*WHAT TO WORK ON*.
Pull every line from the records that has the word "ResourceCatalog" in it.

MATERIAL FOR THIS EXERCISE START

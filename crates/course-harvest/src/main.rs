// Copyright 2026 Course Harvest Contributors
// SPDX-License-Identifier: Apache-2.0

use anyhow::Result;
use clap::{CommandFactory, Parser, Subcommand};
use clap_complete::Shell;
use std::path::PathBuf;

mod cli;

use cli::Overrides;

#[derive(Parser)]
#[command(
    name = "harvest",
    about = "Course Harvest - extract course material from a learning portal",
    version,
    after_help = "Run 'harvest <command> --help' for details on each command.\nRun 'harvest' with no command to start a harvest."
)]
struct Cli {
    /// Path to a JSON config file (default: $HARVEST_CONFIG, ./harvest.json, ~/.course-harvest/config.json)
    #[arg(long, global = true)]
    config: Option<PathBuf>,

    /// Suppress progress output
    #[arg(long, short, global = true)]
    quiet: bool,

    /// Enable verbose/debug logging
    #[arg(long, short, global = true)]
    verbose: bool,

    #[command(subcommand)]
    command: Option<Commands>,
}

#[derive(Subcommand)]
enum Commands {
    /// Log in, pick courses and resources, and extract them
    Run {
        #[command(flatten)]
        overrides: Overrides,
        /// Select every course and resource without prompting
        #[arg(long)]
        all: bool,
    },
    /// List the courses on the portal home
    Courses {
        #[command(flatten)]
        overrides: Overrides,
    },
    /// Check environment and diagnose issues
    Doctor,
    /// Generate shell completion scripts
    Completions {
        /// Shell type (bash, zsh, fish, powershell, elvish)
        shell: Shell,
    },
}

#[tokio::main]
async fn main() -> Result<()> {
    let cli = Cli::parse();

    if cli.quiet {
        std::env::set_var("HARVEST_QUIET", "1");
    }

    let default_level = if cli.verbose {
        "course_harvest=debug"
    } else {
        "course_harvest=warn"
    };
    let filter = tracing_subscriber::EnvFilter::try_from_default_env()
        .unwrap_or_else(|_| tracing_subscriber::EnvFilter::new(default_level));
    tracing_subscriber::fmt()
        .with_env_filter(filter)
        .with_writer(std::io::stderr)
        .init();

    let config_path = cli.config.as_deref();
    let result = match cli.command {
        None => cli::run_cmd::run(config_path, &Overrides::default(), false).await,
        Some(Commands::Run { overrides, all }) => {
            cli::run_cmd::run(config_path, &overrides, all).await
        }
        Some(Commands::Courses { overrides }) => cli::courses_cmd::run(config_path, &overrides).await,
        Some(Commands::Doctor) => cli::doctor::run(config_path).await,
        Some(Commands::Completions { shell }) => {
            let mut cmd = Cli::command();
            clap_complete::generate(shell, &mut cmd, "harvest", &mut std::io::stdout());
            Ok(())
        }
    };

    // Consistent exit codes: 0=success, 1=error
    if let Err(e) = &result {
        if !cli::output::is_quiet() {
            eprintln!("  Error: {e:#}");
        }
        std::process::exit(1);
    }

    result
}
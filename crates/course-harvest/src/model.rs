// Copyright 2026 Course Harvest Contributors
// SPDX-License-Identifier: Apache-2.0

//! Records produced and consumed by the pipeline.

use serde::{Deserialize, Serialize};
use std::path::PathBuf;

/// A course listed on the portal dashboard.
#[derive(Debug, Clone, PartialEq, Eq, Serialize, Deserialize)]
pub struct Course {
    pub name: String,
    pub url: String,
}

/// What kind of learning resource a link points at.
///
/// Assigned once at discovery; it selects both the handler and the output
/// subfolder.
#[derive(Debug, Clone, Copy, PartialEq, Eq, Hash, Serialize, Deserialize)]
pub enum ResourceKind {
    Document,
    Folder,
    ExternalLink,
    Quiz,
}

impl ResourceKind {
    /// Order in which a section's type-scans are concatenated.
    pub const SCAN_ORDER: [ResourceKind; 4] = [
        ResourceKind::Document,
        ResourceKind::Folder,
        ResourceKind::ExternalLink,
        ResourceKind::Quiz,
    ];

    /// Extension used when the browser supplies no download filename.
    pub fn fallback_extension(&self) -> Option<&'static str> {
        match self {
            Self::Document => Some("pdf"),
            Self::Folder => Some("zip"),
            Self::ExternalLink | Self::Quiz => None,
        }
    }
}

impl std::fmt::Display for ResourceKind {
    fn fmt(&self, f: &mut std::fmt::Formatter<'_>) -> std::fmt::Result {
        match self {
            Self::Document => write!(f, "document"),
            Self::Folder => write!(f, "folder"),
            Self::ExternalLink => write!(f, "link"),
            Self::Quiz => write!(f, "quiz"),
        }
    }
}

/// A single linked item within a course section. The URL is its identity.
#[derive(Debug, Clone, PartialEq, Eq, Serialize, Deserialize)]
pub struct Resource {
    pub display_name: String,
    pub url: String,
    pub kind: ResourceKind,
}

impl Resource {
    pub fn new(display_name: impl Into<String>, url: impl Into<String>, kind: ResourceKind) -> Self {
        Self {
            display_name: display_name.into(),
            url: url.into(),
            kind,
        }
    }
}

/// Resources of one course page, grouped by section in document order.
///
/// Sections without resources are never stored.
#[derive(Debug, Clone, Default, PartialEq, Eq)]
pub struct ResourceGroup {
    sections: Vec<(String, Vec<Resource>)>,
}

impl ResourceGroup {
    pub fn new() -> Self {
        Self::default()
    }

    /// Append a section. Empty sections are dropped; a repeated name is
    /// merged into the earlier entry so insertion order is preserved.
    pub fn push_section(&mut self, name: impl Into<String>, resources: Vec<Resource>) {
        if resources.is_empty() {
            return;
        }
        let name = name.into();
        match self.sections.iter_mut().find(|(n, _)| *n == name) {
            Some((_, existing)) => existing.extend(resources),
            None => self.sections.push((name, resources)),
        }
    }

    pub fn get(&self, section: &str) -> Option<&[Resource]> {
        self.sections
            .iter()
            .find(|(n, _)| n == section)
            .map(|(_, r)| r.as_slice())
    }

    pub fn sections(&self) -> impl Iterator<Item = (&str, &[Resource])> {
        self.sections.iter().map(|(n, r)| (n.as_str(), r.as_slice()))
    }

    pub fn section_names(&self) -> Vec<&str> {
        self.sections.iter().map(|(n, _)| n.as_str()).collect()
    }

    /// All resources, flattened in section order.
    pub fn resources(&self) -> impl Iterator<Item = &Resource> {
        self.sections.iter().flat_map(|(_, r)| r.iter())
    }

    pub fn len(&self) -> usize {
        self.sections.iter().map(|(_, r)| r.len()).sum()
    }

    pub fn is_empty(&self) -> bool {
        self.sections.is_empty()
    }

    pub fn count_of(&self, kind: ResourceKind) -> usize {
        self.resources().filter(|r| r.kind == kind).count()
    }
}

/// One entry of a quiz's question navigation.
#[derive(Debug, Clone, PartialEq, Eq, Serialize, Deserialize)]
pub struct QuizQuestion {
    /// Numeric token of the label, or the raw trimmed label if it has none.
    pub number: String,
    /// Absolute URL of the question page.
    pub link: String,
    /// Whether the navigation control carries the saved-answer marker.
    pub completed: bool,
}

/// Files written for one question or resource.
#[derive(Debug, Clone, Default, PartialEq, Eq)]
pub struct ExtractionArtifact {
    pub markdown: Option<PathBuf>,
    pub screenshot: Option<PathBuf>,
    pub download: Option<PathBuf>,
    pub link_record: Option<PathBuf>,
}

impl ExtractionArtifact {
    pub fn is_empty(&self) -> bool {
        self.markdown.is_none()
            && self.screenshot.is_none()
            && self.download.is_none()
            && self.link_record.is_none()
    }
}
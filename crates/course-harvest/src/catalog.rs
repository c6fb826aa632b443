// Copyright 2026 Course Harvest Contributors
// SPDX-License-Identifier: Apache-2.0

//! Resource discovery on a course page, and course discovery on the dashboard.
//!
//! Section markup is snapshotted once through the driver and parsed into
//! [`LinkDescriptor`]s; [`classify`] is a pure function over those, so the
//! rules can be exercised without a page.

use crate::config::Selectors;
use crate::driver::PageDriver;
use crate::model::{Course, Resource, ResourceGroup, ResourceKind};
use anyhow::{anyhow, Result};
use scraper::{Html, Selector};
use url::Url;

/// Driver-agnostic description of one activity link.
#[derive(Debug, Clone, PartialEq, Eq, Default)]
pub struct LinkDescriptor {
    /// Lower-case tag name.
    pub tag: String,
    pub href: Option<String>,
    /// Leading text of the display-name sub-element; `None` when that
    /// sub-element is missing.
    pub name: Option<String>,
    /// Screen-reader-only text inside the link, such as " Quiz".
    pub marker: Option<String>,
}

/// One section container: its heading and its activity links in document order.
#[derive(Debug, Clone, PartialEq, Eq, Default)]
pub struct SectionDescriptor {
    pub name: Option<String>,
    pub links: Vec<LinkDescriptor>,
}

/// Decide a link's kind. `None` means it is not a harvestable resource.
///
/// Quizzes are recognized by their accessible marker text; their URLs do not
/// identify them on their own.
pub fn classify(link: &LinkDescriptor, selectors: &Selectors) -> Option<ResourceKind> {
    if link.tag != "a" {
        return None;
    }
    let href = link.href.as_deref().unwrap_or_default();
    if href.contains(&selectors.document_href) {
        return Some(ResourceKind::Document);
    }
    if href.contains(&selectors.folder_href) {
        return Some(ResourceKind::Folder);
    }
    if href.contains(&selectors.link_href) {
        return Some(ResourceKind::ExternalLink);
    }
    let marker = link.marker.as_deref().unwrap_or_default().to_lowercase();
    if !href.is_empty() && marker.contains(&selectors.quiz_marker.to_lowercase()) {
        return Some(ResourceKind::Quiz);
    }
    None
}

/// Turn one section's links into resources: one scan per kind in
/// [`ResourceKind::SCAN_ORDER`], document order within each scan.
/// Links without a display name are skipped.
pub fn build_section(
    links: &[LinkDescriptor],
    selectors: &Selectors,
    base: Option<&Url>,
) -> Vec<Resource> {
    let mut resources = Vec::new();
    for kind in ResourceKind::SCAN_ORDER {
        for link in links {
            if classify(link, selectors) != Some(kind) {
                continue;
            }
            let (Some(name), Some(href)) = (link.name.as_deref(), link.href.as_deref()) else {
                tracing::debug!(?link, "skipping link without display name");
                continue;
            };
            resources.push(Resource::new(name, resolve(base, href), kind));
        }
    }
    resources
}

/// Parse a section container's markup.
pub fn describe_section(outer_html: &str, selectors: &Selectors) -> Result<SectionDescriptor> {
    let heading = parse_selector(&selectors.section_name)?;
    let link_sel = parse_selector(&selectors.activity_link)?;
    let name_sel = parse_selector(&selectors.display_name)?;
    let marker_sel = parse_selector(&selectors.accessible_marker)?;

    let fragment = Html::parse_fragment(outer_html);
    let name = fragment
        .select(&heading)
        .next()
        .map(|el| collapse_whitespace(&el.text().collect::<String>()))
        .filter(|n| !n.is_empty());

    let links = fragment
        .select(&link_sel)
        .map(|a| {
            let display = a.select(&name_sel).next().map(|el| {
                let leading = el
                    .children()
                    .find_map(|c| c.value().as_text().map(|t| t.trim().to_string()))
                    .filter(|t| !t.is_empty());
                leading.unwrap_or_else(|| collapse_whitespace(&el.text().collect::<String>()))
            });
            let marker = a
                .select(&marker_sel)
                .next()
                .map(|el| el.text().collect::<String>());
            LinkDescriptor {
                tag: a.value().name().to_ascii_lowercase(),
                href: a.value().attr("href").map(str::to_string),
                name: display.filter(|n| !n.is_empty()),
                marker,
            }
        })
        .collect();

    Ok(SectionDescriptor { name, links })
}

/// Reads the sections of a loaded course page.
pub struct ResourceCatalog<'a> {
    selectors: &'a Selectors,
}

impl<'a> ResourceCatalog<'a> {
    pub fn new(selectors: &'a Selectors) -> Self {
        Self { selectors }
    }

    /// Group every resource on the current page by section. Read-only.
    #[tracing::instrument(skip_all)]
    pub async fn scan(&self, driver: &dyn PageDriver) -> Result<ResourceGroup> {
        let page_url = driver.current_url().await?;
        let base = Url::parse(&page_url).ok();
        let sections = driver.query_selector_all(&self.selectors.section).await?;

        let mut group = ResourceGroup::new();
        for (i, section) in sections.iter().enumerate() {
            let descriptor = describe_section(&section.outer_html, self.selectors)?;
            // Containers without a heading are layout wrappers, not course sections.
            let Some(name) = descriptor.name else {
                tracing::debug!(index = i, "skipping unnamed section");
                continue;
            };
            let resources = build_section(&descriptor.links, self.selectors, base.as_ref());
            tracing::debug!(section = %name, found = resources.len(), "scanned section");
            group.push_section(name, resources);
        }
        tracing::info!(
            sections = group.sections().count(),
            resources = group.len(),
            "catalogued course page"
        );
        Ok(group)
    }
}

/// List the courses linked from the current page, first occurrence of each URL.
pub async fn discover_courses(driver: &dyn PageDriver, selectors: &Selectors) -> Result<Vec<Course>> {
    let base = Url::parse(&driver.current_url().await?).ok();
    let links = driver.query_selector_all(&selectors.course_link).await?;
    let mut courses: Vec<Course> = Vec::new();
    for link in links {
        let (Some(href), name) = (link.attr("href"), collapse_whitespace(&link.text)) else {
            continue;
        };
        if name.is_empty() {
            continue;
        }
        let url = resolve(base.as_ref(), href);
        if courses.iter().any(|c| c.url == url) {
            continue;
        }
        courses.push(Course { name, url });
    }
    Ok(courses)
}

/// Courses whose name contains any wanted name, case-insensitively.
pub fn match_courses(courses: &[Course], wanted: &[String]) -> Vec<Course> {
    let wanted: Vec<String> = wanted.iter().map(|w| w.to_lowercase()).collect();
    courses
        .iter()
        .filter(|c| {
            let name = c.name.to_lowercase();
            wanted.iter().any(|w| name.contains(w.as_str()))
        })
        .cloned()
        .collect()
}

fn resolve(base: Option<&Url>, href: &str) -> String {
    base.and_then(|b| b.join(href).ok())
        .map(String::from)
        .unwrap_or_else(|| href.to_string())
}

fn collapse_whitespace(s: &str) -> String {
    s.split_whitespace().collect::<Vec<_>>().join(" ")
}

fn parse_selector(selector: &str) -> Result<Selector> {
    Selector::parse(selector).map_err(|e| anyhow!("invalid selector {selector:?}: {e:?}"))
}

MATERIAL FOR THIS EXERCISE END

*EXERCISE RESPONSE*.
pub struct ResourceCatalog<'a> {
impl<'a> ResourceCatalog<'a> {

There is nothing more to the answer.